Proseguo con le ricette antiche, questa torta, ai tempi dei miei nonni, in campagna, era una torta molto rinomata, e si faceva spesso per le occasioni, matrimoni, cresime e comunioni, cerimonie e ricorrenze varie. Forse dovuto alla sua finezza e al suo sapore delicato, e l’aggiunta di un goccio di caffè, per arrotondare il fine pasto.
Per la pasta:
400 gr farina per dolci
200 gr di zucchero
3 uova ( due intere e 1 tuorlo)
1 bustina di lievito per dolci
Per la crema:
2 uova
2 cucchiai di farina
1/2 litro di latte
Occorre anche 1 confezione da 250 gr di amaretti, è una moka da 3 di caffè.

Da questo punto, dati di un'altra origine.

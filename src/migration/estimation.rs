// ABOUTME: Assessment summaries and transfer time prediction
// ABOUTME: Groups classified units by kind and estimates how long the data phase will take

use std::time::Duration;

use crate::unit::{MigrationUnit, UnitKind, UnitState};

/// Per-kind totals shown by `assess`
#[derive(Debug, Clone, PartialEq, Eq)]
pub struct ClassSummary {
    pub kind: UnitKind,
    pub objects: usize,
    /// Objects that could not be classified
    pub failed: usize,
    pub rows: u64,
    pub bytes: u64,
}

impl ClassSummary {
    fn new(kind: UnitKind) -> Self {
        Self {
            kind,
            objects: 0,
            failed: 0,
            rows: 0,
            bytes: 0,
        }
    }

    /// Estimated time to export, ship, and import this class's data
    pub fn estimated_duration(&self) -> Duration {
        estimate_transfer_duration(self.bytes)
    }
}

/// Summarize units per kind in phase order, omitting empty kinds
pub fn summarize(units: &[MigrationUnit]) -> Vec<ClassSummary> {
    let mut summaries: Vec<ClassSummary> = Vec::new();
    for unit in units {
        let index = match summaries.iter().position(|s| s.kind == unit.kind) {
            Some(index) => index,
            None => {
                summaries.push(ClassSummary::new(unit.kind));
                summaries.len() - 1
            }
        };
        let summary = &mut summaries[index];
        summary.objects += 1;
        if unit.state == UnitState::Failed {
            summary.failed += 1;
        }
        summary.rows += unit.row_count.unwrap_or(0);
        summary.bytes += unit.total_bytes.unwrap_or(0);
    }
    summaries.sort_by_key(|s| s.kind.phase());
    summaries
}

/// Estimate end-to-end migration time for `size_bytes` of table data
///
/// Uses a conservative 20 GB/hour for the combined export, compression,
/// transfer, and import. Compressed on-disk size is what the catalog reports,
/// so the figure tracks what actually crosses the wire.
fn estimate_transfer_duration(size_bytes: u64) -> Duration {
    const BYTES_PER_HOUR: f64 = 20.0 * 1024.0 * 1024.0 * 1024.0;

    let hours = size_bytes as f64 / BYTES_PER_HOUR;
    Duration::from_secs_f64(hours * 3600.0)
}

/// Format bytes into human-readable string
///
/// # Examples
///
/// ```
/// # use clickhouse_seren_migrator::migration::format_bytes;
/// assert_eq!(format_bytes(1024), "1.0 KB");
/// assert_eq!(format_bytes(1536), "1.5 KB");
/// assert_eq!(format_bytes(1073741824), "1.0 GB");
/// ```
pub fn format_bytes(bytes: u64) -> String {
    const UNITS: &[&str] = &["B", "KB", "MB", "GB", "TB", "PB"];
    let mut size = bytes as f64;
    let mut unit_idx = 0;

    while size >= 1024.0 && unit_idx < UNITS.len() - 1 {
        size /= 1024.0;
        unit_idx += 1;
    }

    format!("{:.1} {}", size, UNITS[unit_idx])
}

/// Format duration into human-readable string
///
/// # Examples
///
/// ```
/// # use std::time::Duration;
/// # use clickhouse_seren_migrator::migration::format_duration;
/// assert_eq!(format_duration(Duration::from_secs(45)), "~45 seconds");
/// assert_eq!(format_duration(Duration::from_secs(7200)), "~2.0 hours");
/// ```
pub fn format_duration(duration: Duration) -> String {
    let secs = duration.as_secs();

    if secs < 60 {
        format!("~{} seconds", secs)
    } else if secs < 3600 {
        format!("~{:.1} minutes", secs as f64 / 60.0)
    } else if secs < 86400 {
        format!("~{:.1} hours", secs as f64 / 3600.0)
    } else {
        format!("~{:.1} days", secs as f64 / 86400.0)
    }
}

Preparate per prima la crema, in modo che si raffreddi.
Accendete il forno e portarlo ac180 gradi.
Fate la pasta, amalgamatela bene, è avvolgetela nella pellicola e fatela riposare per almeno mezz’ora in frigorifero.
Passato il tempo, dividetela in due parti, più o meno uguali per ottenere poi due dischi.
Imburrate una teglia per crostate, e infarinatela, e foderate con un disco, farcite con la crema, mettete gli amaretti, e bagnateli con il caffè, aiutandovi con un pennello da cucina in silicone.
Mettete sopra l’altro disco, sigillate bene i lati, e decorate a piacere, potete lasciare anche senza decorazioni, dal momento che, cuocendo la pasta superiore, aderirà agli amaretti, e creerà, un aspetto nocciolato.
Cuocete a 180 gradi per 40 minuti.
Io uso il forno ventilato, ma dipenda dai forni.
Quando sarà dorata, e il profumo esce dal forno, sarà pronta.
Ricordate, che in cucina, oltre al gusto e la vista, esiste l’olfatto è anche il tatto.